- PROVIDED ENTRIES -
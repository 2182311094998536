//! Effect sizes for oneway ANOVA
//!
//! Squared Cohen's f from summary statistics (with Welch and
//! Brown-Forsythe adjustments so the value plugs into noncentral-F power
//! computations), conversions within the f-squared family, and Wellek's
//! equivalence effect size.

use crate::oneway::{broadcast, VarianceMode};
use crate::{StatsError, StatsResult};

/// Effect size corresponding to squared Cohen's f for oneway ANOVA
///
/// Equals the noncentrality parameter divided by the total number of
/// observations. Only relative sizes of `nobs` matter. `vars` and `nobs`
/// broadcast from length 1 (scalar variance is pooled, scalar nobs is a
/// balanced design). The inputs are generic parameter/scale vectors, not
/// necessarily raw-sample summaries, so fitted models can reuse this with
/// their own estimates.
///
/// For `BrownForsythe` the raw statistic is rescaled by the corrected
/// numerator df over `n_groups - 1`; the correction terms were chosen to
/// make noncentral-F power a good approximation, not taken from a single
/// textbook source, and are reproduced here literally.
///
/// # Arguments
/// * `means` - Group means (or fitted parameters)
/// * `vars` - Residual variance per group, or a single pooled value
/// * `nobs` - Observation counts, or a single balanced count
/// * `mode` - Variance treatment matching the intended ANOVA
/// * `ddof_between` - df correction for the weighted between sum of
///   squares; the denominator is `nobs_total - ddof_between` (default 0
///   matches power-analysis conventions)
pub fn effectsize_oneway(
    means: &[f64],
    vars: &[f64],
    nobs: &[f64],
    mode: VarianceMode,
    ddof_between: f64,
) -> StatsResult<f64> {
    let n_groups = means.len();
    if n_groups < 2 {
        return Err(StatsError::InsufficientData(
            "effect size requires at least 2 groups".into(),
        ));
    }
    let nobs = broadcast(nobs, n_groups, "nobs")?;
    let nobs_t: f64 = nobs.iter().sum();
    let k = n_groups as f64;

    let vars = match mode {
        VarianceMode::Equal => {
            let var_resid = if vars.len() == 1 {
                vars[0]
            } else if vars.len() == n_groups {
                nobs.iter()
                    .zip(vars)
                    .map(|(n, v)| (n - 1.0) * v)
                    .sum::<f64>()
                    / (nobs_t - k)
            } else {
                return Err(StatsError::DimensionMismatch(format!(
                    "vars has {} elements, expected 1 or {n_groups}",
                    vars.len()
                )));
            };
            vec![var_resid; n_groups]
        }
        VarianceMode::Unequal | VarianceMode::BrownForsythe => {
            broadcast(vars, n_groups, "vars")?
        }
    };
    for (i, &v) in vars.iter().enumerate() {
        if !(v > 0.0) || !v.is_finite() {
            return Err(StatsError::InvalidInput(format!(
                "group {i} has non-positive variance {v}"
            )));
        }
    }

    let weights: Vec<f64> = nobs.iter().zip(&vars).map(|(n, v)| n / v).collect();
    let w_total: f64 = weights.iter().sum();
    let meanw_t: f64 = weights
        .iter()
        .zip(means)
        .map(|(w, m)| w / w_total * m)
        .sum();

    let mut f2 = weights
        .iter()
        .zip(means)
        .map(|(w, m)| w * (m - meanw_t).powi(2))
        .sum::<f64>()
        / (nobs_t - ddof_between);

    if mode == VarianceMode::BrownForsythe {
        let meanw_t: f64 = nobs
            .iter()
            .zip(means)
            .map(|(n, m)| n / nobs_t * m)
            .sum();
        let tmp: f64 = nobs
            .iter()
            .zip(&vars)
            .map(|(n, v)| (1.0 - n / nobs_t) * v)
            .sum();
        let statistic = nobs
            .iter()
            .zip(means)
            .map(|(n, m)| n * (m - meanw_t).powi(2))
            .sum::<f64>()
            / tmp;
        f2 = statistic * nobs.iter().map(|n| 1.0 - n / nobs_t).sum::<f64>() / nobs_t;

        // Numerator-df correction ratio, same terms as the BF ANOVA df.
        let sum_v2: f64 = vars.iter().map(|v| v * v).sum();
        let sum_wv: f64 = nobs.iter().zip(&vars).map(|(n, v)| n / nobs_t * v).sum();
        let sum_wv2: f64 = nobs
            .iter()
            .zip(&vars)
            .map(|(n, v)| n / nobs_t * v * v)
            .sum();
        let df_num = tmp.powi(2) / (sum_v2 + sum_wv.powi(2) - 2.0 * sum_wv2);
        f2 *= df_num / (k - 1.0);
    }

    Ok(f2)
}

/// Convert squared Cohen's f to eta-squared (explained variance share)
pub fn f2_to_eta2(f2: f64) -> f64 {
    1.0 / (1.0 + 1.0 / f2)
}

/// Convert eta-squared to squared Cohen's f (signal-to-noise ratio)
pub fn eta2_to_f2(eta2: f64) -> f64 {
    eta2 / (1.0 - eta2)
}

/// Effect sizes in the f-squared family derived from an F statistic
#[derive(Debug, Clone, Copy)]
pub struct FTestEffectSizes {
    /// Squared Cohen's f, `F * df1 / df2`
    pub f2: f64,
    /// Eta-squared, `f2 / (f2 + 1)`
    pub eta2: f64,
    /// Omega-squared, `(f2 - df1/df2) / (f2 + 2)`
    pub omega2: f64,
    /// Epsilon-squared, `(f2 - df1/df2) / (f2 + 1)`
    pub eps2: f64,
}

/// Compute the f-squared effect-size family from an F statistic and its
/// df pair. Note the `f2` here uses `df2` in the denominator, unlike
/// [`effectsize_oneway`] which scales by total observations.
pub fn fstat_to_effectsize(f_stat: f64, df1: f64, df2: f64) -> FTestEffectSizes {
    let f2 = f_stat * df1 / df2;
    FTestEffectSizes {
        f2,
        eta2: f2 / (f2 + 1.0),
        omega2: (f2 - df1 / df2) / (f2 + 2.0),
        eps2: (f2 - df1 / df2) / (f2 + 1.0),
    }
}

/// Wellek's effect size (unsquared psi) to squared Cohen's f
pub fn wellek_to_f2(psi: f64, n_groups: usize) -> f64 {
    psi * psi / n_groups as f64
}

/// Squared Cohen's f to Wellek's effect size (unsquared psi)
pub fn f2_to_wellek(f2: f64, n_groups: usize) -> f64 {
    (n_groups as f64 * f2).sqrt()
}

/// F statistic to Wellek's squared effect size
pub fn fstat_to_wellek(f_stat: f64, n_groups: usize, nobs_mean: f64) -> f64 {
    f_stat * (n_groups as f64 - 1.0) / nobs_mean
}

- PROBLEM STATEMENT -
All the material above is to be returned exactly as it stands.

- PROBLEM SOLUTION -
repository 2182311094998536
//! Effect sizes for oneway ANOVA
//!
//! Squared Cohen's f from summary statistics (with Welch and
//! Brown-Forsythe adjustments so the value plugs into noncentral-F power
//! computations), conversions within the f-squared family, and Wellek's
//! equivalence effect size.

use crate::oneway::{broadcast, VarianceMode};
use crate::{StatsError, StatsResult};

/// Effect size corresponding to squared Cohen's f for oneway ANOVA
///
/// Equals the noncentrality parameter divided by the total number of
/// observations. Only relative sizes of `nobs` matter. `vars` and `nobs`
/// broadcast from length 1 (scalar variance is pooled, scalar nobs is a
/// balanced design). The inputs are generic parameter/scale vectors, not
/// necessarily raw-sample summaries, so fitted models can reuse this with
/// their own estimates.
///
/// For `BrownForsythe` the raw statistic is rescaled by the corrected
/// numerator df over `n_groups - 1`; the correction terms were chosen to
/// make noncentral-F power a good approximation, not taken from a single
/// textbook source, and are reproduced here literally.
///
/// # Arguments
/// * `means` - Group means (or fitted parameters)
/// * `vars` - Residual variance per group, or a single pooled value
/// * `nobs` - Observation counts, or a single balanced count
/// * `mode` - Variance treatment matching the intended ANOVA
/// * `ddof_between` - df correction for the weighted between sum of
///   squares; the denominator is `nobs_total - ddof_between` (default 0
///   matches power-analysis conventions)
pub fn effectsize_oneway(
    means: &[f64],
    vars: &[f64],
    nobs: &[f64],
    mode: VarianceMode,
    ddof_between: f64,
) -> StatsResult<f64> {
    let n_groups = means.len();
    if n_groups < 2 {
        return Err(StatsError::InsufficientData(
            "effect size requires at least 2 groups".into(),
        ));
    }
    let nobs = broadcast(nobs, n_groups, "nobs")?;
    let nobs_t: f64 = nobs.iter().sum();
    let k = n_groups as f64;

    let vars = match mode {
        VarianceMode::Equal => {
            let var_resid = if vars.len() == 1 {
                vars[0]
            } else if vars.len() == n_groups {
                nobs.iter()
                    .zip(vars)
                    .map(|(n, v)| (n - 1.0) * v)
                    .sum::<f64>()
                    / (nobs_t - k)
            } else {
                return Err(StatsError::DimensionMismatch(format!(
                    "vars has {} elements, expected 1 or {n_groups}",
                    vars.len()
                )));
            };
            vec![var_resid; n_groups]
        }
        VarianceMode::Unequal | VarianceMode::BrownForsythe => {
            broadcast(vars, n_groups, "vars")?
        }
    };
    for (i, &v) in vars.iter().enumerate() {
        if !(v > 0.0) || !v.is_finite() {
            return Err(StatsError::InvalidInput(format!(
                "group {i} has non-positive variance {v}"
            )));
        }
    }

    let weights: Vec<f64> = nobs.iter().zip(&vars).map(|(n, v)| n / v).collect();
    let w_total: f64 = weights.iter().sum();
    let meanw_t: f64 = weights
        .iter()
        .zip(means)
        .map(|(w, m)| w / w_total * m)
        .sum();

    let mut f2 = weights
        .iter()
        .zip(means)
        .map(|(w, m)| w * (m - meanw_t).powi(2))
        .sum::<f64>()
        / (nobs_t - ddof_between);

    if mode == VarianceMode::BrownForsythe {
        let meanw_t: f64 = nobs
            .iter()
            .zip(means)
            .map(|(n, m)| n / nobs_t * m)
            .sum();
        let tmp: f64 = nobs
            .iter()
            .zip(&vars)
            .map(|(n, v)| (1.0 - n / nobs_t) * v)
            .sum();
        let statistic = nobs
            .iter()
            .zip(means)
            .map(|(n, m)| n * (m - meanw_t).powi(2))
            .sum::<f64>()
            / tmp;
        f2 = statistic * nobs.iter().map(|n| 1.0 - n / nobs_t).sum::<f64>() / nobs_t;

        // Numerator-df correction ratio, same terms as the BF ANOVA df.
        let sum_v2: f64 = vars.iter().map(|v| v * v).sum();
        let sum_wv: f64 = nobs.iter().zip(&vars).map(|(n, v)| n / nobs_t * v).sum();
        let sum_wv2: f64 = nobs
            .iter()
            .zip(&vars)
            .map(|(n, v)| n / nobs_t * v * v)
            .sum();
        let df_num = tmp.powi(2) / (sum_v2 + sum_wv.powi(2) - 2.0 * sum_wv2);
        f2 *= df_num / (k - 1.0);
    }

    Ok(f2)
}

/// Convert squared Cohen's f to eta-squared (explained variance share)
pub fn f2_to_eta2(f2: f64) -> f64 {
    1.0 / (1.0 + 1.0 / f2)
}

/// Convert eta-squared to squared Cohen's f (signal-to-noise ratio)
pub fn eta2_to_f2(eta2: f64) -> f64 {
    eta2 / (1.0 - eta2)
}

/// Effect sizes in the f-squared family derived from an F statistic
#[derive(Debug, Clone, Copy)]
pub struct FTestEffectSizes {
    /// Squared Cohen's f, `F * df1 / df2`
    pub f2: f64,
    /// Eta-squared, `f2 / (f2 + 1)`
    pub eta2: f64,
    /// Omega-squared, `(f2 - df1/df2) / (f2 + 2)`
    pub omega2: f64,
    /// Epsilon-squared, `(f2 - df1/df2) / (f2 + 1)`
    pub eps2: f64,
}

/// Compute the f-squared effect-size family from an F statistic and its
/// df pair. Note the `f2` here uses `df2` in the denominator, unlike
/// [`effectsize_oneway`] which scales by total observations.
pub fn fstat_to_effectsize(f_stat: f64, df1: f64, df2: f64) -> FTestEffectSizes {
    let f2 = f_stat * df1 / df2;
    FTestEffectSizes {
        f2,
        eta2: f2 / (f2 + 1.0),
        omega2: (f2 - df1 / df2) / (f2 + 2.0),
        eps2: (f2 - df1 / df2) / (f2 + 1.0),
    }
}

/// Wellek's effect size (unsquared psi) to squared Cohen's f
pub fn wellek_to_f2(psi: f64, n_groups: usize) -> f64 {
    psi * psi / n_groups as f64
}

/// Squared Cohen's f to Wellek's effect size (unsquared psi)
pub fn f2_to_wellek(f2: f64, n_groups: usize) -> f64 {
    (n_groups as f64 * f2).sqrt()
}

/// F statistic to Wellek's squared effect size
pub fn fstat_to_wellek(f_stat: f64, n_groups: usize, nobs_mean: f64) -> f64 {
    f_stat * (n_groups as f64 - 1.0) / nobs_mean
}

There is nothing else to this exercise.